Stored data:

┌──

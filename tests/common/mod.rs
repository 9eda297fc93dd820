//! Shared test helpers.

#![allow(dead_code)]

use std::fmt;
use std::sync::atomic::{AtomicUsize, Ordering};
use std::sync::{Arc, Mutex};

use async_trait::async_trait;
use interlog::error::IdentityError;
use interlog::identity::{HttpReply, IdentityResolver, IdentitySource};
use interlog::storage::{KeyValueStore, LogStore, MemoryStore};
use interlog::telemetry::events::{ElementInfo, EventHub, InteractionEvent};
use interlog::telemetry::recorder::InteractionRecorder;
use tracing::field::{Field, Visit};
use tracing::subscriber::DefaultGuard;
use tracing::{Event, Level, Subscriber};
use tracing_subscriber::layer::{Context, Layer, SubscriberExt};

/// What the fake identity endpoint does on every call.
#[derive(Clone)]
pub enum Script {
    Reply(u16, String),
    Fail(String),
}

pub struct ScriptedSource {
    script: Script,
    calls: AtomicUsize,
}

impl ScriptedSource {
    pub fn new(script: Script) -> Arc<Self> {
        Arc::new(Self {
            script,
            calls: AtomicUsize::new(0),
        })
    }

    pub fn name(name: &str) -> Arc<Self> {
        Self::new(Script::Reply(200, format!(r#"{{"name":"{}"}}"#, name)))
    }

    pub fn status(status: u16) -> Arc<Self> {
        Self::new(Script::Reply(status, String::new()))
    }

    pub fn calls(&self) -> usize {
        self.calls.load(Ordering::SeqCst)
    }
}

#[async_trait]
impl IdentitySource for ScriptedSource {
    async fn fetch(&self) -> Result<HttpReply, IdentityError> {
        self.calls.fetch_add(1, Ordering::SeqCst);
        match &self.script {
            Script::Reply(status, body) => Ok(HttpReply::new(*status, body.clone())),
            Script::Fail(reason) => Err(IdentityError::Transport(reason.clone())),
        }
    }
}

/// Everything a recorder needs, sharing one in-memory store.
pub struct Harness {
    pub hub: Arc<EventHub>,
    pub kv: Arc<dyn KeyValueStore>,
    pub log: LogStore,
    pub source: Arc<ScriptedSource>,
    pub resolver: Arc<IdentityResolver>,
}

impl Harness {
    pub fn new(source: Arc<ScriptedSource>) -> Self {
        Self::with_store(source, Arc::new(MemoryStore::new()))
    }

    pub fn with_store(source: Arc<ScriptedSource>, kv: Arc<dyn KeyValueStore>) -> Self {
        let resolver = Arc::new(IdentityResolver::new(source.clone(), Arc::clone(&kv)));
        Self {
            hub: Arc::new(EventHub::new()),
            log: LogStore::new(Arc::clone(&kv)),
            kv,
            source,
            resolver,
        }
    }

    pub fn recorder(&self, events: &[&str]) -> InteractionRecorder {
        InteractionRecorder::new(
            events.iter().copied(),
            self.hub.clone(),
            Arc::clone(&self.resolver),
            self.log.clone(),
        )
    }
}

pub fn click_on_button() -> InteractionEvent {
    InteractionEvent::new("click", ElementInfo::new("BUTTON").with_id("b1").with_class("c1"))
}

/// Messages of every `WARN` event seen on this thread while the guard lives.
#[derive(Clone, Default)]
pub struct Warnings(Arc<Mutex<Vec<String>>>);

impl Warnings {
    pub fn capture() -> (Self, DefaultGuard) {
        let warnings = Self::default();
        let subscriber = tracing_subscriber::registry().with(warnings.clone());
        let guard = tracing::subscriber::set_default(subscriber);
        (warnings, guard)
    }

    pub fn messages(&self) -> Vec<String> {
        self.0.lock().unwrap().clone()
    }
}

struct MessageVisitor(String);

impl Visit for MessageVisitor {
    fn record_debug(&mut self, field: &Field, value: &dyn fmt::Debug) {
        if field.name() == "message" {
            self.0 = format!("{:?}", value);
        }
    }
}

impl<S: Subscriber> Layer<S> for Warnings {
    fn on_event(&self, event: &Event<'_>, _ctx: Context<'_, S>) {
        if *event.metadata().level() == Level::WARN {
            let mut visitor = MessageVisitor(String::new());
            event.record(&mut visitor);
            self.0.lock().unwrap().push(visitor.0);
        }
    }
}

└──

Problem to work on:
Search the data above for the word "MessageVisitor". Copy each line it is in.

Solution:
struct MessageVisitor(String);
impl Visit for MessageVisitor {
            let mut visitor = MessageVisitor(String::new());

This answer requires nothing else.